RÉSUMÉ: Les nouveaux-nés en soins critiques possèdent un certain nombre de facteurs de risque les prédisposant à une colonisation fongique à Candida sp. Dans plusieurs cas, la colonisation progresse pour devenir invasive malgré les efforts d’un diagnostic précoce et d’un traitement rapide. Considérant son succès auprès des patients immunosupprimés, la prophylaxie au fluconazole a été suggérée comme une approche possible pour réduire le taux de colonisation et le taux d’infections fongiques invasives parmi les nouveaux-nés à risque. A ce jour, 4 études ran- domisées contrôlées et 8 cohortes rétrospectives ont examiné le rôle de la prophylaxie au fluconazole chez ces nouveaux-nés. Bien que la prophylaxie semble réduire le taux de colonisation et d’infections fongiques invasives, aucune étude n’a démontré une différence de la morbidité à long terme ou de la survie. Il existe aussi des effets secondaires associés à une exposition prolongée au fluconazole. Une méthodologie des études comportant des failles limite les recommandations du fluconazole en prophylaxie.
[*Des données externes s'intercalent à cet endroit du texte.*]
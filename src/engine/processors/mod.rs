//! Pipeline stages.
//!
//! Every stage runs as its own task, reading travelers from a bounded queue
//! and writing to the next one. A stage returns once its input is exhausted
//! or its cancellation token fires; returning drops the output sender, which
//! closes the queue for the stage downstream. Signal travelers are forwarded
//! untouched by every stage.
use std::fmt;
use std::sync::Arc;

use async_trait::async_trait;
use tokio::sync::mpsc;
use tokio_util::sync::CancellationToken;

use crate::backend::{recv_or_cancel, send_or_cancel, GraphBackend};
use crate::config::EngineConfig;
use crate::engine::manager::Manager;
use crate::engine::profile::StageStats;
use crate::model::Traveler;

pub mod aggregate;
pub mod control;
pub mod filter;
pub mod lookup;
pub mod marks;
pub mod project;

pub use aggregate::Aggregate;
pub use control::{CountStage, Range};
pub use filter::{Distinct, Filter, Predicate};
pub use lookup::{AdjacencyLookup, BothLookup, Hop, LookupEdges, LookupVerts, LookupVertsIndex};
pub use marks::{Jump, Mark, Select};
pub use project::{Fields, Increment, PathStage, Render, Set, Unwind};

/// Everything a stage needs besides its queues.
#[derive(Clone)]
pub struct ProcessContext {
    /// Backend the pipeline reads from.
    pub graph: Arc<dyn GraphBackend>,
    /// Fires when this stage must stop.
    pub cancel: CancellationToken,
    /// Token of the stage feeding this one. Cancelling it stops every
    /// upstream stage while leaving this one and everything downstream
    /// running.
    pub upstream: CancellationToken,
    /// Scratch storage scoped to this execution.
    pub manager: Manager,
    /// Engine settings.
    pub config: Arc<EngineConfig>,
    /// Profiling counters, when enabled.
    pub stats: Option<Arc<StageStats>>,
}

impl fmt::Debug for ProcessContext {
    fn fmt(&self, f: &mut fmt::Formatter<'_>) -> fmt::Result {
        f.debug_struct("ProcessContext")
            .field("cancelled", &self.cancel.is_cancelled())
            .field("manager", &self.manager)
            .field("profiled", &self.stats.is_some())
            .finish()
    }
}

/// One stage of a compiled pipeline.
#[async_trait]
pub trait Processor: Send + Sync + fmt::Debug {
    /// Stage name used in logs and profiles.
    fn name(&self) -> &'static str;

    /// Runs the stage to completion.
    async fn process(
        &self,
        ctx: ProcessContext,
        input: mpsc::Receiver<Traveler>,
        output: mpsc::Sender<Traveler>,
    );
}

/// Next input traveler, or `None` once the input is closed or the stage is
/// cancelled.
pub(crate) async fn recv(
    ctx: &ProcessContext,
    input: &mut mpsc::Receiver<Traveler>,
) -> Option<Traveler> {
    recv_or_cancel(input, &ctx.cancel).await
}

/// Hands a traveler downstream. Returns false when the stage must stop.
pub(crate) async fn emit(
    ctx: &ProcessContext,
    output: &mpsc::Sender<Traveler>,
    traveler: Traveler,
) -> bool {
    let sent = send_or_cancel(output, traveler, &ctx.cancel).await;
    if sent {
        if let Some(stats) = &ctx.stats {
            stats.record_emit();
        }
    }
    sent
}
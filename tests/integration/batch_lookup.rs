use std::sync::Arc;
use std::time::Duration;

use gravel::backend::{batch_lookups, resolve_batches, LookupTarget};
use gravel::model::ElementLookup;
use gravel::{DataElement, GraphBackend, GraphError, MemoryGraph, Traveler};
use tokio::sync::mpsc;
use tokio_util::sync::CancellationToken;

fn graph() -> Arc<MemoryGraph> {
    let g = MemoryGraph::new();
    for id in ["a", "b", "c"] {
        g.insert_vertex(DataElement::vertex(id, "node")).unwrap();
    }
    g.insert_edge(DataElement::edge("ab", "link", "a", "b")).unwrap();
    g.insert_edge(DataElement::edge("ac", "link", "a", "c")).unwrap();
    Arc::new(g)
}

/// Request whose back-reference sits on a vertex named after `tag`.
fn request(id: &str, tag: &str) -> ElementLookup {
    let reference = Traveler::new().with_current(Some(DataElement::vertex(tag, "ref")));
    ElementLookup::new(id, reference)
}

fn tag(lookup: &ElementLookup) -> String {
    lookup
        .reference
        .current()
        .map(|el| el.id.clone())
        .unwrap_or_default()
}

async fn drain(mut rx: mpsc::Receiver<ElementLookup>) -> Vec<ElementLookup> {
    let mut out = Vec::new();
    while let Some(item) = rx.recv().await {
        out.push(item);
    }
    out
}

async fn feed(requests: Vec<ElementLookup>) -> mpsc::Receiver<ElementLookup> {
    let (tx, rx) = mpsc::channel(requests.len().max(1));
    for req in requests {
        tx.send(req).await.unwrap();
    }
    rx
}

#[tokio::test]
async fn duplicates_each_get_their_own_answer() {
    let g = graph();
    let cancel = CancellationToken::new();
    let requests = vec![
        request("a", "r1"),
        request("b", "r2"),
        request("a", "r3"),
        request("missing", "r4"),
        request("a", "r5"),
    ];
    let batches = batch_lookups(cancel.clone(), feed(requests).await, 2, Duration::from_millis(1));
    let out = drain(Arc::clone(&g).vertex_channel(cancel, batches, true, false)).await;

    let mut got: Vec<(String, String)> = out
        .iter()
        .map(|l| (tag(l), l.vertex.as_ref().unwrap().id.clone()))
        .collect();
    got.sort();
    assert_eq!(
        got,
        vec![
            ("r1".to_string(), "a".to_string()),
            ("r2".to_string(), "b".to_string()),
            ("r3".to_string(), "a".to_string()),
            ("r5".to_string(), "a".to_string()),
        ]
    );
}

#[tokio::test]
async fn neighbors_fan_out_per_request() {
    let g = graph();
    let cancel = CancellationToken::new();
    let batches = batch_lookups(
        cancel.clone(),
        feed(vec![request("a", "r1"), request("a", "r2"), request("b", "r3")]).await,
        10,
        Duration::from_millis(1),
    );
    let out = drain(Arc::clone(&g).out_channel(cancel, batches, false, true, vec![])).await;

    let mut got: Vec<(String, Option<String>)> = out
        .iter()
        .map(|l| (tag(l), l.vertex.as_ref().map(|v| v.id.clone())))
        .collect();
    got.sort();
    assert_eq!(
        got,
        vec![
            ("r1".to_string(), Some("b".to_string())),
            ("r1".to_string(), Some("c".to_string())),
            ("r2".to_string(), Some("b".to_string())),
            ("r2".to_string(), Some("c".to_string())),
            ("r3".to_string(), None),
        ]
    );
}

#[tokio::test]
async fn signals_survive_batching_in_order() {
    let cancel = CancellationToken::new();
    let requests = vec![
        request("a", "r1"),
        ElementLookup::signal(Traveler::signal(1)),
        request("b", "r2"),
        ElementLookup::signal(Traveler::signal(2)),
    ];
    let mut batches = batch_lookups(cancel, feed(requests).await, 100, Duration::from_secs(60));
    let first = batches.recv().await.unwrap();
    assert_eq!(first.len(), 2);
    assert!(first[1].is_signal());
    let second = batches.recv().await.unwrap();
    assert_eq!(second.len(), 2);
    assert!(second[1].is_signal());
}

#[tokio::test]
async fn resolver_errors_end_the_stream() {
    let cancel = CancellationToken::new();
    let (tx, rx) = mpsc::channel(1);
    tx.send(vec![request("ok", "r1"), request("bad", "r2"), request("ok", "r3")])
        .await
        .unwrap();
    drop(tx);
    let out = drain(resolve_batches(cancel, rx, false, 4, LookupTarget::Edge, |id| async move {
        if id == "bad" {
            return Err(GraphError::InvalidArgument("bad id".into()));
        }
        Ok(vec![DataElement::edge(id, "l", "x", "y")])
    }))
    .await;
    assert_eq!(out.len(), 1);
    assert_eq!(tag(&out[0]), "r1");
    assert_eq!(out[0].edge.as_ref().unwrap().id, "ok");
}
//! Records handed to callers at the end of a pipeline.
use std::collections::BTreeMap;

use serde::{Deserialize, Serialize};

use crate::model::{DataElement, PathStep, Value};

/// One aggregation bucket.
#[derive(Clone, Debug, PartialEq, Serialize, Deserialize)]
pub struct AggregationResult {
    /// Name of the aggregation inside its statement.
    pub name: String,
    /// Bucket key: a term, a histogram bucket start or a percentile.
    pub key: Value,
    /// Bucket value: a count or an estimated quantile.
    pub value: f64,
}

/// Result record, tagged by the pipeline's final data type.
#[derive(Clone, Debug, PartialEq, Serialize, Deserialize)]
#[serde(rename_all = "snake_case")]
pub enum QueryResult {
    /// Vertex, or `None` from an emit-null step.
    Vertex(Option<DataElement>),
    /// Edge, or `None` from an emit-null step.
    Edge(Option<DataElement>),
    /// Scalar count.
    Count(u64),
    /// Rendered document.
    Render(Value),
    /// Traversal path.
    Path(Vec<PathStep>),
    /// Elements captured under the selected marks.
    Selection(BTreeMap<String, Option<DataElement>>),
    /// Aggregation bucket.
    Aggregation(AggregationResult),
}

impl QueryResult {
    /// Vertex or edge carried by the record.
    pub fn element(&self) -> Option<&DataElement> {
        match self {
            QueryResult::Vertex(el) | QueryResult::Edge(el) => el.as_ref(),
            _ => None,
        }
    }
}
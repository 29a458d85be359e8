//! Vertex and edge snapshots.
use std::collections::BTreeMap;

use serde::{Deserialize, Serialize};

use crate::error::{GraphError, Result};
use crate::model::Value;

/// Snapshot of a vertex or an edge as seen by one traveler.
///
/// `loaded == false` means only identity and label (plus edge endpoints) were
/// fetched; `data` must then be treated as incomplete.
#[derive(Clone, Debug, PartialEq, Serialize, Deserialize)]
pub struct DataElement {
    /// Element identifier, never empty for a materialized element.
    pub id: String,
    /// Element label, never empty for a materialized element.
    pub label: String,
    /// Source vertex id, edges only.
    #[serde(default, skip_serializing_if = "Option::is_none")]
    pub from: Option<String>,
    /// Destination vertex id, edges only.
    #[serde(default, skip_serializing_if = "Option::is_none")]
    pub to: Option<String>,
    /// Property document.
    #[serde(default)]
    pub data: BTreeMap<String, Value>,
    /// Whether `data` holds the full property set.
    #[serde(default = "loaded_default")]
    pub loaded: bool,
}

fn loaded_default() -> bool {
    true
}

/// Vertex snapshot.
pub type Vertex = DataElement;
/// Edge snapshot.
pub type Edge = DataElement;

impl DataElement {
    /// Creates a loaded vertex with no properties.
    pub fn vertex(id: impl Into<String>, label: impl Into<String>) -> Self {
        Self {
            id: id.into(),
            label: label.into(),
            from: None,
            to: None,
            data: BTreeMap::new(),
            loaded: true,
        }
    }

    /// Creates a loaded edge with no properties.
    pub fn edge(
        id: impl Into<String>,
        label: impl Into<String>,
        from: impl Into<String>,
        to: impl Into<String>,
    ) -> Self {
        Self {
            id: id.into(),
            label: label.into(),
            from: Some(from.into()),
            to: Some(to.into()),
            data: BTreeMap::new(),
            loaded: true,
        }
    }

    /// Adds a property, builder style.
    pub fn with_property(mut self, key: impl Into<String>, value: impl Into<Value>) -> Self {
        self.data.insert(key.into(), value.into());
        self
    }

    /// True when the element carries edge endpoints.
    pub fn is_edge(&self) -> bool {
        self.from.is_some() || self.to.is_some()
    }

    /// Identity-only copy: properties dropped, `loaded` cleared.
    pub fn stub(&self) -> Self {
        Self {
            id: self.id.clone(),
            label: self.label.clone(),
            from: self.from.clone(),
            to: self.to.clone(),
            data: BTreeMap::new(),
            loaded: false,
        }
    }

    /// Checks the identity invariants of a vertex.
    pub fn validate_vertex(&self) -> Result<()> {
        if self.id.is_empty() {
            return Err(GraphError::InvalidArgument("vertex id is empty".into()));
        }
        if self.label.is_empty() {
            return Err(GraphError::InvalidArgument(format!(
                "vertex '{}' has an empty label",
                self.id
            )));
        }
        Ok(())
    }

    /// Checks the identity invariants of an edge.
    pub fn validate_edge(&self) -> Result<()> {
        if self.id.is_empty() {
            return Err(GraphError::InvalidArgument("edge id is empty".into()));
        }
        if self.label.is_empty() {
            return Err(GraphError::InvalidArgument(format!(
                "edge '{}' has an empty label",
                self.id
            )));
        }
        match (self.from.as_deref(), self.to.as_deref()) {
            (Some(from), Some(to)) if !from.is_empty() && !to.is_empty() => Ok(()),
            _ => Err(GraphError::InvalidArgument(format!(
                "edge '{}' is missing an endpoint",
                self.id
            ))),
        }
    }

    /// Follows a nested property path. List elements are addressed by index.
    pub fn get_path(&self, path: &[String]) -> Option<&Value> {
        let (first, rest) = path.split_first()?;
        let mut cur = self.data.get(first)?;
        for seg in rest {
            cur = match cur {
                Value::Map(map) => map.get(seg)?,
                Value::List(items) => items.get(seg.parse::<usize>().ok()?)?,
                _ => return None,
            };
        }
        Some(cur)
    }

    /// Writes a value at a nested property path, creating intermediate maps.
    ///
    /// Returns false when an intermediate segment exists but is not a map.
    pub fn set_path(&mut self, path: &[String], value: Value) -> bool {
        let Some((last, parents)) = path.split_last() else {
            return false;
        };
        let mut map = &mut self.data;
        for seg in parents {
            let slot = map
                .entry(seg.clone())
                .or_insert_with(|| Value::Map(BTreeMap::new()));
            match slot {
                Value::Map(inner) => map = inner,
                _ => return false,
            }
        }
        map.insert(last.clone(), value);
        true
    }

    /// Removes the value at a nested property path.
    pub fn remove_path(&mut self, path: &[String]) -> Option<Value> {
        let (last, parents) = path.split_last()?;
        let mut map = &mut self.data;
        for seg in parents {
            match map.get_mut(seg)? {
                Value::Map(inner) => map = inner,
                _ => return None,
            }
        }
        map.remove(last)
    }

    /// Renders the element as a document with reserved `_gid`, `_label`,
    /// `_from`, `_to` keys next to its properties.
    pub fn to_value(&self) -> Value {
        let mut doc = self.data.clone();
        doc.insert("_gid".into(), Value::String(self.id.clone()));
        doc.insert("_label".into(), Value::String(self.label.clone()));
        if let Some(from) = &self.from {
            doc.insert("_from".into(), Value::String(from.clone()));
        }
        if let Some(to) = &self.to {
            doc.insert("_to".into(), Value::String(to.clone()));
        }
        Value::Map(doc)
    }
}

/// Element submitted through the bulk loading entry point.
#[derive(Clone, Debug, PartialEq, Serialize, Deserialize)]
#[serde(rename_all = "snake_case")]
pub enum GraphElement {
    /// Vertex to insert or replace.
    Vertex(Vertex),
    /// Edge to insert or replace.
    Edge(Edge),
}

#[cfg(test)]
mod tests {
    use super::*;

    fn path(p: &str) -> Vec<String> {
        p.split('.').map(str::to_owned).collect()
    }

    #[test]
    fn nested_paths_read_write_and_remove() {
        let mut v = DataElement::vertex("1", "person").with_property("tags", vec!["a", "b"]);
        assert!(v.set_path(&path("address.city"), Value::from("Oslo")));
        assert_eq!(v.get_path(&path("address.city")), Some(&Value::from("Oslo")));
        assert_eq!(v.get_path(&path("tags.1")), Some(&Value::from("b")));
        assert_eq!(v.get_path(&path("tags.x")), None);
        assert!(!v.set_path(&path("tags.inner"), Value::Null));
        assert_eq!(v.remove_path(&path("address.city")), Some(Value::from("Oslo")));
        assert_eq!(v.get_path(&path("address.city")), None);
    }

    #[test]
    fn validation_rejects_missing_identity() {
        assert!(DataElement::vertex("", "x").validate_vertex().is_err());
        assert!(DataElement::vertex("1", "").validate_vertex().is_err());
        assert!(DataElement::vertex("1", "x").validate_edge().is_err());
        assert!(DataElement::edge("e", "knows", "1", "2").validate_edge().is_ok());
    }

    #[test]
    fn stub_drops_properties() {
        let v = DataElement::vertex("1", "person").with_property("name", "ann");
        let stub = v.stub();
        assert!(!stub.loaded);
        assert!(stub.data.is_empty());
        assert_eq!(stub.label, "person");
    }
}
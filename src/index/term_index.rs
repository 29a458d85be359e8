//! Ephemeral term index used by aggregations.
//!
//! Terms are counted under two key spaces of one private [`TempKv`]:
//! `t` + JSON encoding of the term, and `n` + an order-preserving encoding of
//! numeric terms, so numeric values can be streamed back in ascending order.
use std::sync::Arc;

use tracing::debug;

use crate::engine::manager::TempKv;
use crate::error::{GraphError, Result};
use crate::model::Value;

const TERM_PREFIX: u8 = b't';
const NUMERIC_PREFIX: u8 = b'n';

/// Counts occurrences of field values.
#[derive(Debug)]
pub struct TermIndex {
    kv: Arc<dyn TempKv>,
    total: u64,
}

impl TermIndex {
    /// Index over a private store.
    pub fn new(kv: Arc<dyn TempKv>) -> Self {
        Self { kv, total: 0 }
    }

    /// Records one value. Lists contribute each of their items; nulls and
    /// non-finite floats are ignored.
    pub fn add(&mut self, value: &Value) -> Result<()> {
        match value {
            Value::Null => Ok(()),
            Value::Float(f) if !f.is_finite() => {
                debug!(value = %f, "index.term.non_finite_skipped");
                Ok(())
            }
            Value::List(items) => {
                for item in items {
                    self.add(item)?;
                }
                Ok(())
            }
            other => {
                let mut key = vec![TERM_PREFIX];
                key.extend(serde_json::to_vec(other)?);
                self.kv.add_counter(&key, 1)?;
                if let Some(num) = other.as_f64() {
                    let mut key = vec![NUMERIC_PREFIX];
                    key.extend_from_slice(&encode_f64(num));
                    self.kv.add_counter(&key, 1)?;
                }
                self.total += 1;
                Ok(())
            }
        }
    }

    /// Number of values recorded.
    pub fn total(&self) -> u64 {
        self.total
    }

    /// Term counts ordered by descending count, then ascending term.
    pub fn term_counts(&self) -> Result<Vec<(Value, u64)>> {
        let mut out = Vec::new();
        for (key, raw) in self.kv.scan_prefix(&[TERM_PREFIX])? {
            let term: Value = serde_json::from_slice(&key[1..])?;
            out.push((term, decode_counter(&raw)?));
        }
        out.sort_by(|(ka, ca), (kb, cb)| cb.cmp(ca).then_with(|| ka.total_cmp(kb)));
        Ok(out)
    }

    /// Numeric values with their counts, ascending.
    pub fn numeric_counts(&self) -> Result<Vec<(f64, u64)>> {
        let mut out = Vec::new();
        for (key, raw) in self.kv.scan_prefix(&[NUMERIC_PREFIX])? {
            let bytes: [u8; 8] = key[1..]
                .try_into()
                .map_err(|_| GraphError::Serialization("numeric term key".into()))?;
            out.push((decode_f64(bytes), decode_counter(&raw)?));
        }
        Ok(out)
    }
}

fn decode_counter(raw: &[u8]) -> Result<u64> {
    let bytes: [u8; 8] = raw
        .try_into()
        .map_err(|_| GraphError::Serialization("term counter".into()))?;
    Ok(u64::from_be_bytes(bytes))
}

fn encode_f64(value: f64) -> [u8; 8] {
    let bits = value.to_bits();
    let ordered = if bits >> 63 == 1 { !bits } else { bits ^ (1 << 63) };
    ordered.to_be_bytes()
}

fn decode_f64(bytes: [u8; 8]) -> f64 {
    let ordered = u64::from_be_bytes(bytes);
    let bits = if ordered >> 63 == 1 {
        ordered ^ (1 << 63)
    } else {
        !ordered
    };
    f64::from_bits(bits)
}

#[cfg(test)]
mod tests {
    use super::*;
    use crate::engine::manager::MemoryKv;

    #[test]
    fn counts_terms_with_deterministic_ties() -> Result<()> {
        let mut index = TermIndex::new(Arc::new(MemoryKv::new()));
        for (term, n) in [("a", 5), ("b", 3), ("c", 5)] {
            for _ in 0..n {
                index.add(&Value::from(term))?;
            }
        }
        let counts = index.term_counts()?;
        assert_eq!(
            counts,
            vec![
                (Value::from("a"), 5),
                (Value::from("c"), 5),
                (Value::from("b"), 3)
            ]
        );
        assert_eq!(index.total(), 13);
        Ok(())
    }

    #[test]
    fn numeric_terms_stream_in_order() -> Result<()> {
        let mut index = TermIndex::new(Arc::new(MemoryKv::new()));
        for v in [3.5, -2.0, 10.0, -2.0, 0.0] {
            index.add(&Value::Float(v))?;
        }
        index.add(&Value::from(vec![7, 7]))?;
        index.add(&Value::from("x"))?;
        index.add(&Value::Float(f64::INFINITY))?;
        index.add(&Value::Float(f64::NAN))?;
        let nums = index.numeric_counts()?;
        assert_eq!(
            nums,
            vec![(-2.0, 2), (0.0, 1), (3.5, 1), (7.0, 2), (10.0, 1)]
        );
        Ok(())
    }
}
CONCLUSIONS: Bien que le fluconazole puisse être bénéfique chez les nouveaux-nés avec certains facteurs de risque prédisposant tels accès veineux central, exposition soutenue aux antibiotiques à large spectre ou des unités à haute incidence d’infections fongiques, les données actuelles ne supportent pas l’utilisation de la prophylaxie au fluconazole basée sur le poids à la naissance ou l’âge gestationnel. Une analyse multifactorielle évaluant les effets de la prophylaxie semble nécessaire en vue de déterminer parmi les nouveaux-nés ceux qui bénéficieront de cette modalité thérapeutique.